By using a multi-layer approach, it has been found that it is possible to obtain improved light collection efficiency because using a thin crystal results in gamma ray interactions always taking place close to the light sensitive substrate. The solid angle made between the window thereof and the interaction site is maximized. The number of reflections and the average path length a photon travels will be reduced. The surface area of the crystal window can therefore be a significant proportion of the total surface area of the crystal greatly improving light collection efficiency compared to conventional detectors.

In addition, there is a reduced dependency on having to have a hard crystal to achieve good stopping power. With a layered structure, a high-density scintillation crystal is no longer necessary as the module stopping power can be increased by using additional layers of crystal without any loss of resolution. This flexibility allows a greater range of scintillation crystals to be considered for the present invention.

With the present invention, gamma ray interactions are most likely to occur in only one layer of the detector at any one time leaving the remainder of the detector active and ready to detect other events. This enables a significant decrease in detector dead-time and an increase in the overall count rate performance.

The multilayer module can use thin (short) crystals, this means that the solid angle made between the interaction site and the crystal window will be significant and will show limited variation. A large proportion of the scintillation photons will hit the window directly without reflection. Also reduced crystal length will lead to reduced self absorption. The implication is that with thin crystals it is no longer necessary to pixellate to localize the interaction site, and the surface finish of the crystal sides is not as critical as a single layer design. It is therefore much easier and cheaper to manufacture appropriate crystals compared to those used in other detectors.

A multi-layer module will also have an inherent depth of interaction capability. The depth resolution of the multi-layer detector will depend on the thickness of the crystal layers. Moreover, since APDs are not affected by magnetic fields and do not require shielding, the present detector module enables easier design and development of combined MRI and PET scanners.

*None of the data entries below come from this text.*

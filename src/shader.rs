use crate::{
    color::Color,
    geometry::{Mesh, Triangle},
    gradient::GradientSampler,
    random::RandomSource,
    surface::Surface,
};

/// Colors triangles from a gradient and paints them onto a canvas `width`
/// pixels wide.
pub struct Shader<'a> {
    sampler: &'a dyn GradientSampler,
    /// Per-channel color noise on the 0..255 scale.
    randomness: u32,
    width: f64,
}

impl<'a> Shader<'a> {
    pub fn new(sampler: &'a dyn GradientSampler, randomness: u32, width: f64) -> Self {
        Self {
            sampler,
            randomness,
            width,
        }
    }

    /// Gradient color at the triangle's reference vertex, then perturbed.
    pub fn color(&self, triangle: &Triangle, rng: &mut dyn RandomSource) -> Color {
        self.sampler
            .color_at(triangle.reference(), self.width)
            .randomize(self.randomness, rng)
    }

    pub fn shade<S: Surface + ?Sized>(&self, triangle: &Triangle, surface: &mut S, rng: &mut dyn RandomSource) {
        let color = self.color(triangle, rng);
        triangle.draw(surface, color);
    }

    /// Paints the whole mesh, lower set first.
    pub fn paint<S: Surface + ?Sized>(&self, mesh: &Mesh, surface: &mut S, rng: &mut dyn RandomSource) {
        for triangle in mesh.triangles() {
            self.shade(triangle, surface, rng);
        }
    }
}

#[cfg(test)]
use crate::{
    geometry::{Grid, Lattice, Point},
    gradient::LinearGradient,
    random::Constant,
    surface::{Op, Recorder},
};

#[cfg(test)]
static LINEAR: LinearGradient = LinearGradient::new(Color::new(0, 0, 0), Color::new(100, 200, 40), true);

#[cfg(test)]
fn linear(randomness: u32) -> Shader<'static> {
    Shader::new(&LINEAR, randomness, 100.0)
}

#[test]
fn color_without_noise_is_the_gradient_color() {
    let shader = linear(0);
    let triangle = Triangle::new([Point::new(50.0, 0.0), Point::new(60.0, 10.0), Point::new(50.0, 10.0)], None);

    assert_eq!(Color::new(50, 100, 20), shader.color(&triangle, &mut Constant(0.3)));
}

#[test]
fn color_is_sampled_before_jitter() {
    let shader = linear(0);
    let stable = [Point::new(50.0, 0.0), Point::new(60.0, 10.0), Point::new(50.0, 10.0)];
    let jittered = [Point::new(75.0, 0.0), Point::new(60.0, 10.0), Point::new(50.0, 10.0)];
    let triangle = Triangle::new(jittered, Some(stable));

    assert_eq!(Color::new(50, 100, 20), shader.color(&triangle, &mut Constant(0.3)));
}

#[test]
fn color_noise_is_applied_after_sampling() {
    let shader = linear(5);
    let triangle = Triangle::new([Point::new(0.0, 0.0), Point::new(1.0, 1.0), Point::new(0.0, 1.0)], None);

    assert_eq!(Color::new(-5, -5, -5), shader.color(&triangle, &mut Constant(0.0)));
}

#[test]
fn shade_fills_and_strokes_with_one_color() {
    let shader = linear(0);
    let triangle = Triangle::new([Point::new(0.0, 0.0), Point::new(10.0, 10.0), Point::new(0.0, 10.0)], None);
    let mut surface = Recorder::new(100, 100);

    shader.shade(&triangle, &mut surface, &mut Constant(0.5));

    assert_eq!(
        vec![
            Op::BeginPath,
            Op::MoveTo(0.0, 0.0),
            Op::LineTo(10.0, 10.0),
            Op::LineTo(0.0, 10.0),
            Op::ClosePath,
            Op::FillColor(Color::BLACK),
            Op::StrokeColor(Color::BLACK),
            Op::Fill,
            Op::Stroke,
        ],
        surface.ops
    );
}

#[test]
fn paint_follows_mesh_order() {
    let grid = Grid::build(Lattice::new(1, 1).unwrap(), 100.0, 100.0, false);
    let mesh = Mesh::triangulate(&grid, None);
    let mut surface = Recorder::new(100, 100);

    linear(0).paint(&mesh, &mut surface, &mut Constant(0.5));

    let moves: Vec<Op> = surface.ops.iter().filter(|op| matches!(op, Op::MoveTo(..))).cloned().collect();
    let expected: Vec<Op> = mesh
        .triangles()
        .map(|t| Op::MoveTo(t.vertices()[0].x(), t.vertices()[0].y()))
        .collect();
    assert_eq!(18, moves.len());
    assert_eq!(expected, moves);
    assert_eq!(Op::MoveTo(-100.0, -100.0), moves[0]);

    // Lower triangles first: the third vertex sits below the first one.
    let thirds: Vec<&Op> = surface.ops.iter().filter(|op| matches!(op, Op::LineTo(..))).skip(1).step_by(2).collect();
    assert_eq!(&Op::LineTo(-100.0, 0.0), thirds[0]);
    assert_eq!(&Op::LineTo(0.0, -100.0), thirds[9]);
}
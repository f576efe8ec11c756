// Copyright (C) 2025 Vince Vasta
// SPDX-License-Identifier: Apache-2.0
//
// Run with:
//
// ```bash
// $ cargo r --release --example eval_sample7 -- --hands 1000000
// ```
//
// Expected frequencies for 7 cards hands are close to:
//
// ```text
// High Card:       17.4%
// One  Pair:       43.8%
// Two Pairs:       23.5%
// Three of a Kind: 4.83%
// Straight:        4.62%
// Flush:           3.03%
// Full House:      2.60%
// Four of a Kind:  0.168%
// Straight Flush:  0.0311%
// ```
use clap::Parser;
use rand::{SeedableRng, rngs::StdRng};
use std::time::Instant;

use mixtable_eval::*;

#[derive(Debug, Parser)]
struct Cli {
    /// Number of random hands to evaluate.
    #[clap(long, default_value_t = 1_000_000)]
    hands: usize,
    /// Seed for the random generator.
    #[clap(long, default_value_t = 0)]
    seed: u64,
}

fn main() -> Result<(), EvalError> {
    let cli = Cli::parse();
    let mut rng = StdRng::seed_from_u64(cli.seed);

    let now = Instant::now();
    let mut counts = [0usize; 9];

    for _ in 0..cli.hands {
        let mut deck = Deck::new_and_shuffled(&mut rng);
        let hand = (0..7).filter_map(|_| deck.deal()).collect::<Vec<_>>();
        let rank = HandValue::eval(&hand)?.rank();
        counts[rank as usize] += 1;
    }

    let elapsed = now.elapsed().as_secs_f64();
    let total = counts.iter().sum::<usize>().max(1);
    println!("Total hands      {total}");
    println!("Elapsed:         {:.3}s", elapsed);
    println!("Hands/sec:       {:.0}\n", total as f64 / elapsed);

    let ranks = [
        HandRank::HighCard,
        HandRank::OnePair,
        HandRank::TwoPair,
        HandRank::ThreeOfAKind,
        HandRank::Straight,
        HandRank::Flush,
        HandRank::FullHouse,
        HandRank::FourOfAKind,
        HandRank::StraightFlush,
    ];

    for rank in ranks {
        let pct = counts[rank as usize] as f64 * 100.0 / total as f64;
        println!("{:<17}{pct:.4}%", format!("{}:", rank.label()));
    }

    Ok(())
}
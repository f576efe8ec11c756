// Copyright (C) 2025 Vince Vasta
// SPDX-License-Identifier: Apache-2.0

//! Types used in a Poker game.
use serde::{Deserialize, Serialize};
use std::{fmt, iter, ops};

pub use mixtable_eval::{Card, Deck, HandRank, HandValue, Rank, Suit};

/// Chips amount.
#[derive(Copy, Clone, Debug, Default, PartialEq, Eq, PartialOrd, Ord, Serialize, Deserialize)]
pub struct Chips(u32);

impl Chips {
    /// The zero chips.
    pub const ZERO: Chips = Chips(0);

    /// Creates chips with the given value.
    pub const fn new(value: u32) -> Self {
        Self(value)
    }

    /// The integer amount.
    pub fn amount(&self) -> u32 {
        self.0
    }
}

impl From<u32> for Chips {
    fn from(val: u32) -> Self {
        Chips(val)
    }
}

impl From<Chips> for u32 {
    fn from(val: Chips) -> Self {
        val.0
    }
}

impl ops::Add for Chips {
    type Output = Self;

    fn add(self, rhs: Self) -> Self::Output {
        Chips(self.0.saturating_add(rhs.0))
    }
}

impl ops::AddAssign for Chips {
    fn add_assign(&mut self, rhs: Self) {
        self.0 = self.0.saturating_add(rhs.0);
    }
}

impl ops::Sub<Chips> for Chips {
    type Output = Self;

    fn sub(self, rhs: Self) -> Self::Output {
        Self(self.0.saturating_sub(rhs.0))
    }
}

impl ops::SubAssign for Chips {
    fn sub_assign(&mut self, rhs: Self) {
        self.0 = self.0.saturating_sub(rhs.0);
    }
}

impl ops::Mul<u32> for Chips {
    type Output = Self;

    fn mul(self, rhs: u32) -> Self::Output {
        Self(self.0.saturating_mul(rhs))
    }
}

impl ops::Div<u32> for Chips {
    type Output = Self;

    fn div(self, rhs: u32) -> Self::Output {
        Self(self.0 / rhs)
    }
}

impl iter::Sum for Chips {
    fn sum<I: Iterator<Item = Self>>(iter: I) -> Self {
        iter.fold(Chips::ZERO, |acc, c| acc + c)
    }
}

impl fmt::Display for Chips {
    fn fmt(&self, f: &mut fmt::Formatter<'_>) -> fmt::Result {
        let amount = self.0;
        if amount >= 1_000_000 {
            write!(
                f,
                "{},{:03},{:03}",
                amount / 1_000_000,
                amount % 1_000_000 / 1_000,
                amount % 1000
            )
        } else if amount >= 1_000 {
            write!(f, "{},{:03}", amount / 1000, amount % 1000)
        } else {
            write!(f, "{}", amount)
        }
    }
}
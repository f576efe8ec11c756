// Copyright (C) 2025 Vince Vasta
// SPDX-License-Identifier: Apache-2.0

//! Mixtable Bot.
#![warn(clippy::all, rust_2018_idioms, missing_docs)]
use anyhow::Result;
use log::{info, warn};
use rand::{Rng, SeedableRng, rngs::StdRng};
use tokio::{
    signal,
    time::{Duration, Instant},
};

use mixtable_core::{Error, Table, TableConfig};

pub use mixtable_core as core;

mod autoplay;
pub use autoplay::Autoplay;

mod strategy;
pub use strategy::{CallingStation, RandomStrategy, Strategy};

/// Bots simulation configuration.
#[derive(Debug)]
pub struct Config {
    /// Number of hands to play.
    pub hands: u64,
    /// Number of seats at the table.
    pub seats: usize,
    /// Random seed, seeded from the OS if not set.
    pub seed: Option<u64>,
    /// Delay before each bot action.
    pub delay: Duration,
}

static NICKNAMES: &[&str] = &[
    "Alice", "Bob", "Carol", "Dave", "Erin", "Frank", "Grace", "Heidi", "Ivan", "Mike",
];

/// Summary of a simulation run.
#[derive(Debug, Clone, Copy, PartialEq, Eq)]
pub struct Summary {
    /// Number of hands played.
    pub hands: u64,
    /// Number of bot actions.
    pub actions: usize,
}

/// Runs a table where all seats are bots created by the strategy factory,
/// stops after the configured hands, when fewer than two seats have chips or
/// on Ctrl-c.
pub async fn run<F, S>(config: Config, factory: F) -> Result<Summary>
where
    F: Fn(StdRng) -> S,
    S: Strategy,
{
    let mut rng = match config.seed {
        Some(seed) => StdRng::seed_from_u64(seed),
        None => StdRng::from_os_rng(),
    };

    let table_config = TableConfig {
        names: NICKNAMES
            .iter()
            .cycle()
            .take(config.seats)
            .map(|n| n.to_string())
            .collect(),
        ..TableConfig::default()
    };

    let mut table = Table::with_rng(table_config, StdRng::seed_from_u64(rng.random()))?;
    let mut autoplay = Autoplay::new(factory(StdRng::seed_from_u64(rng.random())), None);
    let mut summary = Summary {
        hands: 0,
        actions: 0,
    };

    let start = Instant::now();

    tokio::select! {
        res = play(&mut table, &mut autoplay, &config, &mut summary) => res?,
        _ = signal::ctrl_c() => info!("Received Ctrl-c signal"),
    }

    info!(
        "Played {} hands {} actions in {:.2}s",
        summary.hands,
        summary.actions,
        start.elapsed().as_secs_f64()
    );

    for seat in table.state().seats {
        info!("{:>6} {:>8}", seat.name, seat.stack);
    }

    Ok(summary)
}

async fn play<S: Strategy>(
    table: &mut Table,
    autoplay: &mut Autoplay<S>,
    config: &Config,
    summary: &mut Summary,
) -> Result<()> {
    while summary.hands < config.hands {
        match table.start_hand() {
            Ok(()) => {}
            Err(Error::StartupUnavailable(msg)) => {
                warn!("Stopping after {} hands: {msg}", summary.hands);
                break;
            }
            Err(e) => return Err(e.into()),
        }

        summary.actions += autoplay.run_with_delay(table, config.delay).await?;
        summary.hands += 1;

        // Give the Ctrl-c handler a chance to run.
        tokio::task::yield_now().await;
    }

    Ok(())
}
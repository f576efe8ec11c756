// Copyright (C) 2025 Vince Vasta
// SPDX-License-Identifier: Apache-2.0

//! Mixtable Poker hand evaluator.
//!
//! Poker hand evaluator for 5, 6 and 7 cards hands. The evaluator checks every
//! five cards subset of the hand, classifies it and keeps the strongest one, so
//! the result carries both the hand value and the five cards that make it.
//!
//! To evaluate a Texas Hold'em hand use [HandValue::evaluate] with two hole
//! cards and five board cards:
//!
//! ```
//! # use mixtable_eval::*;
//! let hole = Card::parse_list("As Ad").unwrap();
//! let board = Card::parse_list("Ah 7d 2c Ts 9h").unwrap();
//!
//! let v1 = HandValue::evaluate(&hole, &board).unwrap();
//! assert_eq!(v1.rank(), HandRank::ThreeOfAKind);
//! assert_eq!(v1.label(), "Three of a Kind");
//!
//! let hole = Card::parse_list("Kc Kd").unwrap();
//! let v2 = HandValue::evaluate(&hole, &board).unwrap();
//! assert!(v1 > v2);
//! ```
#![warn(clippy::all, rust_2018_idioms, missing_docs)]
pub mod eval;
pub use eval::{EvalError, HandRank, HandValue};

// Reexport cards types.
pub use mixtable_cards::{Card, Deck, ParseCardError, Rank, Suit};
// Copyright (C) 2025 Vince Vasta
// SPDX-License-Identifier: Apache-2.0

//! Table seat types.
use crate::{
    game_state::{SeatAction, SeatState},
    poker::{Card, Chips},
};

/// A table seat state.
#[derive(Debug, Clone)]
pub(crate) struct Seat {
    /// The seat index.
    pub index: usize,
    /// The seat display name.
    pub name: String,
    /// The chips behind.
    pub stack: Chips,
    /// The bet in the current street.
    pub bet: Chips,
    /// The private cards, set only while dealt into a hand.
    pub hole: Option<[Card; 2]>,
    /// Dealt into the current hand.
    pub in_hand: bool,
    /// Folded in the current hand.
    pub folded: bool,
    /// The last seat action.
    pub action: SeatAction,
}

impl Seat {
    /// Creates a new seat.
    pub fn new(index: usize, name: String, stack: Chips) -> Self {
        Self {
            index,
            name,
            stack,
            bet: Chips::ZERO,
            hole: None,
            in_hand: false,
            folded: false,
            action: SeatAction::None,
        }
    }

    /// Raises this seat bet up to `target`, a seat that has not enough chips
    /// goes all in. Returns the chips paid.
    pub fn pay(&mut self, target: Chips) -> Chips {
        let amount = (target - self.bet).min(self.stack);
        self.stack -= amount;
        self.bet += amount;
        amount
    }

    /// Sets this seat in fold state.
    pub fn fold(&mut self) {
        self.folded = true;
        self.action = SeatAction::Fold;
    }

    /// Reset state for a new hand.
    pub fn start_hand(&mut self) {
        self.in_hand = self.stack > Chips::ZERO;
        self.folded = false;
        self.bet = Chips::ZERO;
        self.hole = None;
        self.action = SeatAction::None;
    }

    /// Still contesting the pot.
    pub fn is_contesting(&self) -> bool {
        self.in_hand && !self.folded
    }

    /// Contesting the pot with chips left to bet.
    pub fn can_act(&self) -> bool {
        self.is_contesting() && self.stack > Chips::ZERO
    }

    /// Returns a view of this seat.
    pub fn state(&self) -> SeatState {
        SeatState {
            index: self.index,
            name: self.name.clone(),
            stack: self.stack,
            bet: self.bet,
            hole: self.hole,
            in_hand: self.in_hand,
            folded: self.folded,
            action: self.action,
        }
    }
}

/// The table seats.
#[derive(Debug, Clone, Default)]
pub(crate) struct Seats {
    seats: Vec<Seat>,
}

impl Seats {
    /// Creates seats with the given names and stack.
    pub fn new(names: &[String], stack: Chips) -> Self {
        let seats = names
            .iter()
            .enumerate()
            .map(|(idx, name)| Seat::new(idx, name.clone(), stack))
            .collect();
        Self { seats }
    }

    /// Number of seats.
    pub fn count(&self) -> usize {
        self.seats.len()
    }

    /// Number of seats with chips.
    pub fn count_with_chips(&self) -> usize {
        self.seats.iter().filter(|s| s.stack > Chips::ZERO).count()
    }

    /// Number of seats contesting the pot.
    pub fn count_contesting(&self) -> usize {
        self.seats.iter().filter(|s| s.is_contesting()).count()
    }

    /// Number of seats that can still bet.
    pub fn count_can_act(&self) -> usize {
        self.seats.iter().filter(|s| s.can_act()).count()
    }

    /// The highest bet in this street.
    pub fn max_bet(&self) -> Chips {
        self.seats.iter().map(|s| s.bet).max().unwrap_or_default()
    }

    /// Checks if all contesting seats matched the highest bet or are all in.
    pub fn bets_matched(&self) -> bool {
        let max_bet = self.max_bet();
        self.seats
            .iter()
            .filter(|s| s.is_contesting())
            .all(|s| s.bet == max_bet || s.stack == Chips::ZERO)
    }

    /// Moves all bets out of the seats returning the total.
    pub fn collect_bets(&mut self) -> Chips {
        self.seats
            .iter_mut()
            .map(|s| std::mem::take(&mut s.bet))
            .sum()
    }

    /// Finds the first seat after `from` that matches `pred`, `from` itself is
    /// checked last.
    pub fn next_after<P>(&self, from: usize, pred: P) -> Option<usize>
    where
        P: Fn(&Seat) -> bool,
    {
        let n = self.seats.len();
        (1..=n)
            .map(|k| (from + k) % n)
            .find(|&idx| pred(&self.seats[idx]))
    }

    /// The next seat after `from` that can act.
    pub fn next_to_act(&self, from: usize) -> Option<usize> {
        self.next_after(from, Seat::can_act)
    }

    /// The next seat after `from` dealt into the hand.
    pub fn next_in_hand(&self, from: usize) -> Option<usize> {
        self.next_after(from, |s| s.in_hand)
    }

    /// Set state for a new hand.
    pub fn start_hand(&mut self) {
        self.seats.iter_mut().for_each(Seat::start_hand);
    }

    /// Returns a seat.
    pub fn get(&self, idx: usize) -> Option<&Seat> {
        self.seats.get(idx)
    }

    /// Returns a mutable seat.
    pub fn get_mut(&mut self, idx: usize) -> Option<&mut Seat> {
        self.seats.get_mut(idx)
    }

    /// Returns an iterator to all seats.
    pub fn iter(&self) -> impl Iterator<Item = &Seat> {
        self.seats.iter()
    }

    /// Returns a mutable iterator to all seats.
    pub fn iter_mut(&mut self) -> impl Iterator<Item = &mut Seat> {
        self.seats.iter_mut()
    }
}
// Copyright (C) 2025 Vince Vasta
// SPDX-License-Identifier: Apache-2.0

//! Mixtable Poker table engine.
//!
//! A single table of Texas Hold'em with fixed size raises, used by the bots
//! and the terminal client.
#![warn(clippy::all, rust_2018_idioms, missing_docs)]

pub mod config;
pub mod error;
pub mod game_state;
pub mod poker;
pub mod table;

pub use config::TableConfig;
pub use error::{Error, Result};
pub use game_state::{
    Action, HandOutcome, SeatAction, SeatState, ShowdownHand, Street, TableState,
};
pub use poker::{Card, Chips, Deck, HandRank, HandValue, Rank, Suit};
pub use table::Table;
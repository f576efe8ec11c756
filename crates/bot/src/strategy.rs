// Copyright (C) 2025 Vince Vasta
// SPDX-License-Identifier: Apache-2.0

//! Bot strategies.
use rand::{Rng, SeedableRng, rngs::StdRng};

use mixtable_core::{Action, Chips, TableState};

/// A Poker bot strategy.
pub trait Strategy: Send + 'static {
    /// Chooses an action for `seat` given the table state, called only when
    /// `seat` has to act.
    fn choose_action(&mut self, state: &TableState, seat: usize) -> Action;
}

/// A strategy that always calls or checks.
#[derive(Debug, Clone, Copy, Default)]
pub struct CallingStation;

impl Strategy for CallingStation {
    fn choose_action(&mut self, _state: &TableState, _seat: usize) -> Action {
        Action::CallOrCheck
    }
}

/// A strategy that mostly calls with some random folds and raises.
#[derive(Debug, Clone)]
pub struct RandomStrategy {
    rng: StdRng,
}

impl RandomStrategy {
    /// Probability to fold when facing a bet.
    pub const FOLD: f64 = 0.10;
    /// Probability to raise.
    pub const RAISE: f64 = 0.15;

    /// Creates a strategy seeded from the OS.
    pub fn new() -> Self {
        Self::with_rng(StdRng::from_os_rng())
    }

    /// Creates a strategy with user initialized randomness.
    pub fn with_rng(rng: StdRng) -> Self {
        Self { rng }
    }
}

impl Default for RandomStrategy {
    fn default() -> Self {
        Self::new()
    }
}

impl Strategy for RandomStrategy {
    fn choose_action(&mut self, state: &TableState, seat: usize) -> Action {
        let p = self.rng.random::<f64>();
        let facing_bet = state.to_call(seat) > Chips::ZERO;

        if facing_bet && p < Self::FOLD {
            Action::Fold
        } else if p >= 1.0 - Self::RAISE {
            Action::Raise
        } else {
            Action::CallOrCheck
        }
    }
}
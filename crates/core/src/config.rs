// Copyright (C) 2025 Vince Vasta
// SPDX-License-Identifier: Apache-2.0

//! Table configuration.
use serde::{Deserialize, Serialize};

use crate::{
    error::{Error, Result},
    poker::Chips,
};

/// Table configuration.
#[derive(Debug, Clone, PartialEq, Eq, Serialize, Deserialize)]
pub struct TableConfig {
    /// The seats names, one per seat.
    pub names: Vec<String>,
    /// The starting stack for each seat.
    pub stack: Chips,
    /// The small blind.
    pub small_blind: Chips,
    /// The big blind, also the fixed raise size.
    pub big_blind: Chips,
}

impl TableConfig {
    /// Minimum number of seats.
    pub const MIN_SEATS: usize = 2;
    /// Maximum number of seats, enough cards for everyone and the board.
    pub const MAX_SEATS: usize = 10;

    /// Creates a configuration with the given number of seats, the first seat
    /// is the local player and the others are bots.
    pub fn with_seats(seats: usize) -> Self {
        let names = (0..seats)
            .map(|idx| {
                if idx == 0 {
                    "YOU".to_string()
                } else {
                    format!("BOT{idx}")
                }
            })
            .collect();

        Self {
            names,
            ..Self::default()
        }
    }

    /// Number of seats at the table.
    pub fn seats(&self) -> usize {
        self.names.len()
    }

    /// Checks this configuration.
    pub fn validate(&self) -> Result<()> {
        let seats = self.seats();
        if !(Self::MIN_SEATS..=Self::MAX_SEATS).contains(&seats) {
            return Err(Error::InvalidConfig(format!(
                "seats must be between {} and {} got {seats}",
                Self::MIN_SEATS,
                Self::MAX_SEATS
            )));
        }

        let total = u32::try_from(seats)
            .ok()
            .and_then(|n| self.stack.amount().checked_mul(n));
        if total.is_none() {
            return Err(Error::InvalidConfig(format!(
                "{seats} stacks of {} overflow the table chips",
                self.stack
            )));
        }

        if self.big_blind == Chips::ZERO {
            return Err(Error::InvalidConfig("big blind must be positive".into()));
        }

        if self.small_blind > self.big_blind {
            return Err(Error::InvalidConfig(format!(
                "small blind {} greater than big blind {}",
                self.small_blind, self.big_blind
            )));
        }

        Ok(())
    }
}

impl Default for TableConfig {
    fn default() -> Self {
        Self {
            names: vec![
                "YOU".to_string(),
                "BOT1".to_string(),
                "BOT2".to_string(),
                "BOT3".to_string(),
                "BOT4".to_string(),
                "BOT5".to_string(),
            ],
            stack: Chips::new(1_000),
            small_blind: Chips::new(5),
            big_blind: Chips::new(10),
        }
    }
}
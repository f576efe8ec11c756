// Copyright (C) 2025 Vince Vasta
// SPDX-License-Identifier: Apache-2.0

//! Poker hand evaluator.
//!
//! A five cards hand is classified into one of nine [HandRank] categories,
//! checked from the strongest to the weakest, together with a list of
//! tie-break values. Two [HandValue]s compare by category first and then by
//! their tie-break values, most significant first.
//!
//! For 6 and 7 cards hands [HandValue::eval] checks each five cards subset and
//! keeps the best one, [HandValue::evaluate] is the strict Texas Hold'em entry
//! point that requires two hole cards and a complete five cards board.

pub mod eval;
pub use eval::{HandRank, HandValue};

mod eval7;
pub use eval7::EvalError;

It should also be noted that the maximum count rate of a multilayer detector is potentially greater by a factor of the number of layers compared to a single layer detector with the same overall stopping power. This maximum count rate advantage can only be realized if the front layers of the detector are made thin compared to the back layers to compensate for attenuation.

An overall PET scanner or other system will, of course, comprise many modules such as hundreds or thousands, each module handling a radiation emergent along a respective group of paths from a subject under examination. In some cases, neighboring groups of paths may be contrived to overlap at their edges to facilitate any inter-detector calibration that may be required to compensate for spatial and/or temporal changes in detector performance.

In alternative embodiments, the semiconductive devices may be disposed upon, or at least in optical communication with, any of the other sides of the scintillation devices with which they are associated. Positioning semiconductive devices on more than one side of the crystal could help to maximize the amount of collected light and help in the determination of the interaction position. The drawback would be increased complexity of the electronics.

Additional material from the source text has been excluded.